Program honoring Martin Luther King set for Monday

For the 27th year, Emma Amiad will host an evening program honoring Dr. Martin Luther King.

The program is always on King’s true birthday, and this year that coincides with the holiday; the event will be at 7 p.m. Monday, Jan. 15, at the Methodist church.

This year’s program will feature island youth reading from King’s the letters and speeches, specifically some of the lesser-known works, and speaking about what the passages mean to them and how the writing is relevant in the world today.

Amiad noted that his message is still timely.

“A lot of what he had to say sounds like somebody could have said it yesterday,” she said.

Amiad, too, will address the crowd, she said, adding that while it might not feel like it in the current political climate, a lot of change has occurred in her lifetime.

“There are three steps forward and two steps back. It is easy to discount that one step forward,” she said. Previously, Amiad has hosted the events on her own, but this year she has assistance from Betsey Archambault of DOVE. Archambault organized the student speaker effort, which at press time included about 10 teens.

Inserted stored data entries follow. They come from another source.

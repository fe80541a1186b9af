//! In-Memory Profile Store
//!
//! Holds every learned profile for a host:
//!
//! ```text
//! areas   device → area → AreaProfile     (per-device fingerprints)
//! rooms   area → RoomProfile              (shared across devices)
//! ```
//!
//! The host persists the store by writing [`PortableRecord::to_portable_record`]
//! wherever it likes and feeding it back through
//! [`PortableRecord::from_portable_record`]. Snapshots carry a format version;
//! a snapshot without one is read as version 1, a newer one is rejected.
//!
//! ```rust
//! use std::collections::BTreeMap;
//! use roomprint_core::{PortableRecord, ProfileStore};
//!
//! let mut store = ProfileStore::default();
//! let others: BTreeMap<String, f64> = [("hall".to_string(), -71.0)].into_iter().collect();
//! store.area_profile_mut("aa:bb:cc", "kitchen").update(-58.0, &others, None);
//!
//! let snapshot = store.to_portable_record();
//! let restored = ProfileStore::from_portable_record(&snapshot).unwrap();
//! assert_eq!(restored.area_count(), 1);
//! ```

use alloc::collections::BTreeMap;
use alloc::string::{String, ToString};
use alloc::vec::Vec;

use serde::{Deserialize, Serialize};

use crate::correlation::{AreaProfile, AreaRecord, CorrelationConfig, RoomProfile, RoomRecord};
use crate::errors::{RecordError, RecordResult};
use crate::logging::log_info;
use crate::record::PortableRecord;

/// Newest snapshot format this build writes and reads
pub const SNAPSHOT_VERSION: u32 = 1;

/// Persisted store
#[derive(Debug, Clone, PartialEq, Default, Serialize, Deserialize)]
pub struct StoreRecord {
    /// Format version, 1 when absent
    #[serde(default, skip_serializing_if = "Option::is_none")]
    pub version: Option<u32>,
    /// Area profiles per device
    #[serde(default)]
    pub devices: BTreeMap<String, Vec<AreaRecord>>,
    /// Room profiles
    #[serde(default)]
    pub rooms: Vec<RoomRecord>,
}

/// Every area and room profile known to a host
#[derive(Debug, Clone, PartialEq, Default)]
pub struct ProfileStore {
    config: CorrelationConfig,
    areas: BTreeMap<String, BTreeMap<String, AreaProfile>>,
    rooms: BTreeMap<String, RoomProfile>,
}

impl ProfileStore {
    /// Empty store creating profiles with `config`
    pub fn new(config: CorrelationConfig) -> Self {
        Self {
            config,
            areas: BTreeMap::new(),
            rooms: BTreeMap::new(),
        }
    }

    /// Configuration given to new profiles
    pub fn config(&self) -> &CorrelationConfig {
        &self.config
    }

    /// Profile of `device` in `area`, if any
    pub fn area_profile(&self, device: &str, area: &str) -> Option<&AreaProfile> {
        self.areas.get(device)?.get(area)
    }

    /// Profile of `device` in `area`, created on first observation
    pub fn area_profile_mut(&mut self, device: &str, area: &str) -> &mut AreaProfile {
        let config = self.config;
        self.areas
            .entry(device.to_string())
            .or_default()
            .entry(area.to_string())
            .or_insert_with(|| AreaProfile::with_config(area, config))
    }

    /// All area profiles of `device`, keyed by area
    pub fn device_profiles(&self, device: &str) -> Option<&BTreeMap<String, AreaProfile>> {
        self.areas.get(device)
    }

    /// Room profile of `area`, if any
    pub fn room_profile(&self, area: &str) -> Option<&RoomProfile> {
        self.rooms.get(area)
    }

    /// Room profile of `area`, created on first observation
    pub fn room_profile_mut(&mut self, area: &str) -> &mut RoomProfile {
        let config = self.config;
        self.rooms
            .entry(area.to_string())
            .or_insert_with(|| RoomProfile::with_config(area, config))
    }

    /// Room match score per area, best first
    pub fn rank_rooms(&self, readings: &BTreeMap<String, f64>) -> Vec<(String, f64)> {
        let mut scores: Vec<(String, f64)> = self
            .rooms
            .iter()
            .map(|(area, room)| (area.clone(), room.get_match_score(readings)))
            .collect();
        scores.sort_by(|a, b| b.1.total_cmp(&a.1).then_with(|| a.0.cmp(&b.0)));
        scores
    }

    /// Drop every profile of `device`
    pub fn remove_device(&mut self, device: &str) -> bool {
        self.areas.remove(device).is_some()
    }

    /// Drop `area` for every device and its room profile
    ///
    /// Returns the number of profiles removed.
    pub fn remove_area(&mut self, area: &str) -> usize {
        let mut removed = 0;
        for profiles in self.areas.values_mut() {
            if profiles.remove(area).is_some() {
                removed += 1;
            }
        }
        self.areas.retain(|_, profiles| !profiles.is_empty());
        if self.rooms.remove(area).is_some() {
            removed += 1;
        }
        removed
    }

    /// Forget user confirmations everywhere
    pub fn reset_training(&mut self) {
        for profile in self.areas.values_mut().flat_map(|p| p.values_mut()) {
            profile.reset_training();
        }
        for room in self.rooms.values_mut() {
            room.reset_training();
        }
    }

    /// Number of devices with at least one profile
    pub fn device_count(&self) -> usize {
        self.areas.len()
    }

    /// Number of area profiles across all devices
    pub fn area_count(&self) -> usize {
        self.areas.values().map(BTreeMap::len).sum()
    }

    /// Number of room profiles
    pub fn room_count(&self) -> usize {
        self.rooms.len()
    }
}

impl PortableRecord for ProfileStore {
    type Record = StoreRecord;
    type Config = CorrelationConfig;

    fn to_record(&self) -> StoreRecord {
        StoreRecord {
            version: Some(SNAPSHOT_VERSION),
            devices: self
                .areas
                .iter()
                .map(|(device, profiles)| {
                    (device.clone(), profiles.values().map(AreaProfile::to_record).collect())
                })
                .collect(),
            rooms: self.rooms.values().map(RoomProfile::to_record).collect(),
        }
    }

    fn from_record(record: StoreRecord, config: &CorrelationConfig) -> RecordResult<Self> {
        let version = record.version.unwrap_or(1);
        if version > SNAPSHOT_VERSION {
            return Err(RecordError::UnsupportedVersion {
                found: version,
                supported: SNAPSHOT_VERSION,
            });
        }

        let mut store = ProfileStore::new(*config);
        for (device, entries) in record.devices {
            let mut profiles = BTreeMap::new();
            for entry in entries {
                let profile = AreaProfile::from_record(entry, config)?;
                profiles.insert(profile.area_id().to_string(), profile);
            }
            if !profiles.is_empty() {
                store.areas.insert(device, profiles);
            }
        }
        for entry in record.rooms {
            let room = RoomProfile::from_record(entry, config)?;
            store.rooms.insert(room.area_id().to_string(), room);
        }

        log_info!(
            "Loaded {} area profiles for {} devices and {} room profiles",
            store.area_count(),
            store.device_count(),
            store.room_count()
        );
        Ok(store)
    }
}
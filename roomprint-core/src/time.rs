//! Time handling for irregular advertisement streams
//!
//! Scanners report whenever an advertisement happens to arrive, so gaps between
//! samples range from a few milliseconds to minutes. Filters scale their process
//! noise by the elapsed time, clamped so that bursts do not freeze the estimate
//! and long silences do not wipe it out entirely.

/// Timestamp in seconds (epoch or monotonic, the caller decides)
pub type Timestamp = f64;

/// Elapsed time assumed when either timestamp is unknown
pub const DEFAULT_DT_SECONDS: f64 = 1.0;

/// Elapsed seconds between `last` and `now`, clamped to `[min_dt, max_dt]`
///
/// Falls back to [`DEFAULT_DT_SECONDS`] when either side is missing or the
/// difference is not finite. Clocks running backwards clamp to `min_dt`.
pub fn clamped_dt(
    last: Option<Timestamp>,
    now: Option<Timestamp>,
    min_dt: f64,
    max_dt: f64,
) -> f64 {
    match (last, now) {
        (Some(last), Some(now)) => {
            let dt = now - last;
            if dt.is_finite() {
                dt.max(min_dt).min(max_dt)
            } else {
                DEFAULT_DT_SECONDS
            }
        }
        _ => DEFAULT_DT_SECONDS,
    }
}

#[cfg(test)]
mod tests {
    use super::*;

    #[test]
    fn missing_timestamps_use_default() {
        assert_eq!(clamped_dt(None, Some(5.0), 0.1, 60.0), DEFAULT_DT_SECONDS);
        assert_eq!(clamped_dt(Some(5.0), None, 0.1, 60.0), DEFAULT_DT_SECONDS);
    }

    #[test]
    fn dt_is_clamped() {
        assert_eq!(clamped_dt(Some(0.0), Some(0.01), 0.1, 60.0), 0.1);
        assert_eq!(clamped_dt(Some(0.0), Some(600.0), 0.1, 60.0), 60.0);
        assert_eq!(clamped_dt(Some(10.0), Some(12.5), 0.1, 60.0), 2.5);
        // Clock stepped backwards
        assert_eq!(clamped_dt(Some(10.0), Some(4.0), 0.1, 60.0), 0.1);
    }
}
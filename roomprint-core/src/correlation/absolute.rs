//! Absolute Signal Profile
//!
//! Learned absolute RSSI from one scanner while a device is in an area. Less
//! robust than pair deltas (transmit power and antenna orientation leak
//! straight in) but available from a single scanner, and the input to
//! multi-scanner fingerprint matching.

use alloc::string::String;

use serde::{Deserialize, Serialize};

use crate::constants::correlation::ABSOLUTE_MATURITY_SAMPLES;
use crate::correlation::estimator::{DualPoolEstimator, EstimatorConfig};
use crate::correlation::pair::ScannerRecord;
use crate::errors::{ConfigError, ConfigResult, RecordResult};
use crate::record::{require, PortableRecord};
use crate::time::Timestamp;

/// Per-entity configuration for absolute profiles
#[derive(Debug, Clone, Copy, PartialEq, Serialize, Deserialize)]
#[serde(default)]
pub struct AbsoluteConfig {
    /// Pool parameters
    pub estimator: EstimatorConfig,
    /// Weighted samples needed before the profile is scored
    pub maturity_samples: u64,
}

impl Default for AbsoluteConfig {
    fn default() -> Self {
        Self {
            estimator: EstimatorConfig::default(),
            maturity_samples: ABSOLUTE_MATURITY_SAMPLES,
        }
    }
}

impl AbsoluteConfig {
    /// Check parameter domains
    pub fn validate(&self) -> ConfigResult<()> {
        if self.maturity_samples == 0 {
            return Err(ConfigError::invalid("maturity_samples", 0.0, "must be >= 1"));
        }
        self.estimator.validate()
    }
}

/// Learned absolute RSSI from one scanner
#[derive(Debug, Clone, PartialEq)]
pub struct AbsoluteSignalProfile {
    scanner: String,
    estimator: DualPoolEstimator,
    maturity_samples: u64,
}

impl AbsoluteSignalProfile {
    /// Create an empty profile for `scanner`
    pub fn new(scanner: impl Into<String>, config: AbsoluteConfig) -> Self {
        Self {
            scanner: scanner.into(),
            estimator: DualPoolEstimator::new(config.estimator),
            maturity_samples: config.maturity_samples,
        }
    }

    /// Scanner id
    pub fn scanner(&self) -> &str {
        &self.scanner
    }

    /// Feed a passively observed RSSI
    pub fn update(&mut self, rssi: f64, timestamp: Option<Timestamp>) -> f64 {
        self.estimator.update(rssi, timestamp)
    }

    /// Feed a user-confirmed RSSI
    pub fn update_button(&mut self, rssi: f64, timestamp: Option<Timestamp>) -> f64 {
        self.estimator.update_button(rssi, timestamp)
    }

    /// Expected RSSI (dBm)
    pub fn expected_rssi(&self) -> f64 {
        self.estimator.estimate()
    }

    /// Variance of the expected RSSI (dB²)
    pub fn variance(&self) -> f64 {
        self.estimator.variance()
    }

    /// Weighted sample count
    pub fn sample_count(&self) -> u64 {
        self.estimator.sample_count()
    }

    /// Enough weighted samples to be scored
    pub fn is_mature(&self) -> bool {
        self.estimator.sample_count() >= self.maturity_samples
    }

    /// z-score of an observed RSSI, 0 when variance ≤ 0
    pub fn z_score(&self, observed_rssi: f64) -> f64 {
        self.estimator.z_score(observed_rssi)
    }

    /// Whether the user has confirmed this profile
    pub fn has_button_samples(&self) -> bool {
        self.estimator.has_button_samples()
    }

    /// Underlying pools
    pub fn estimator(&self) -> &DualPoolEstimator {
        &self.estimator
    }

    /// Forget user confirmations
    pub fn reset_training(&mut self) {
        self.estimator.reset_training();
    }

    /// Start a training session with widened variance
    pub fn begin_training_session(&mut self) {
        self.estimator.begin_training_session();
    }
}

impl PortableRecord for AbsoluteSignalProfile {
    type Record = ScannerRecord;
    type Config = AbsoluteConfig;

    fn to_record(&self) -> ScannerRecord {
        ScannerRecord {
            scanner: Some(self.scanner.clone()),
            pools: self.estimator.to_record(),
        }
    }

    fn from_record(record: ScannerRecord, config: &AbsoluteConfig) -> RecordResult<Self> {
        let scanner = require("scanner", record.scanner)?;
        let estimator = DualPoolEstimator::from_record(record.pools, &config.estimator)?;
        Ok(Self {
            scanner,
            estimator,
            maturity_samples: config.maturity_samples,
        })
    }
}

In addition to those speakers, she said the Teen Council might make an appearance after lobbying in Olympia and that there would be youth art as well.

Tara Brenno, art teacher at Chautauqua, has been instrumental in getting students involved.

“I think it’s important to provide opportunities for children to look outside of themselves to the world around them and how they can help,” she said.

Chautauqua students in all grades are taking a time to think and write about how they can contribute to making the world a better, kinder place. In art, fourth-graders made mono prints to display with the writing for the King event.

A Peace Dove Com-munity Collaborative Art Project will also be on display. It is a large stencil of a dove that will hang on the wall on top of a piece of paper. Each person at the event may put their fingerprint inside of the dove.

The idea is for the diverse colors of the fingerprints to work in harmony with one another to create a visual picture that is a reminder of King’s ideas and dreams, Archambault said.

“This activity shows that we are all part of the big picture and when we work together, we can do great things,” she added.

Carpe Diem students will also participate and have created a mural of King.

“As a school that values accountability, integrity and compassion, supporting the celebration of Martin Luther King’s achievements is central to our mission and to our daily efforts to achieve our personal best,” Head of School Mark McGough said.

As always, birthday cake will be served following the program.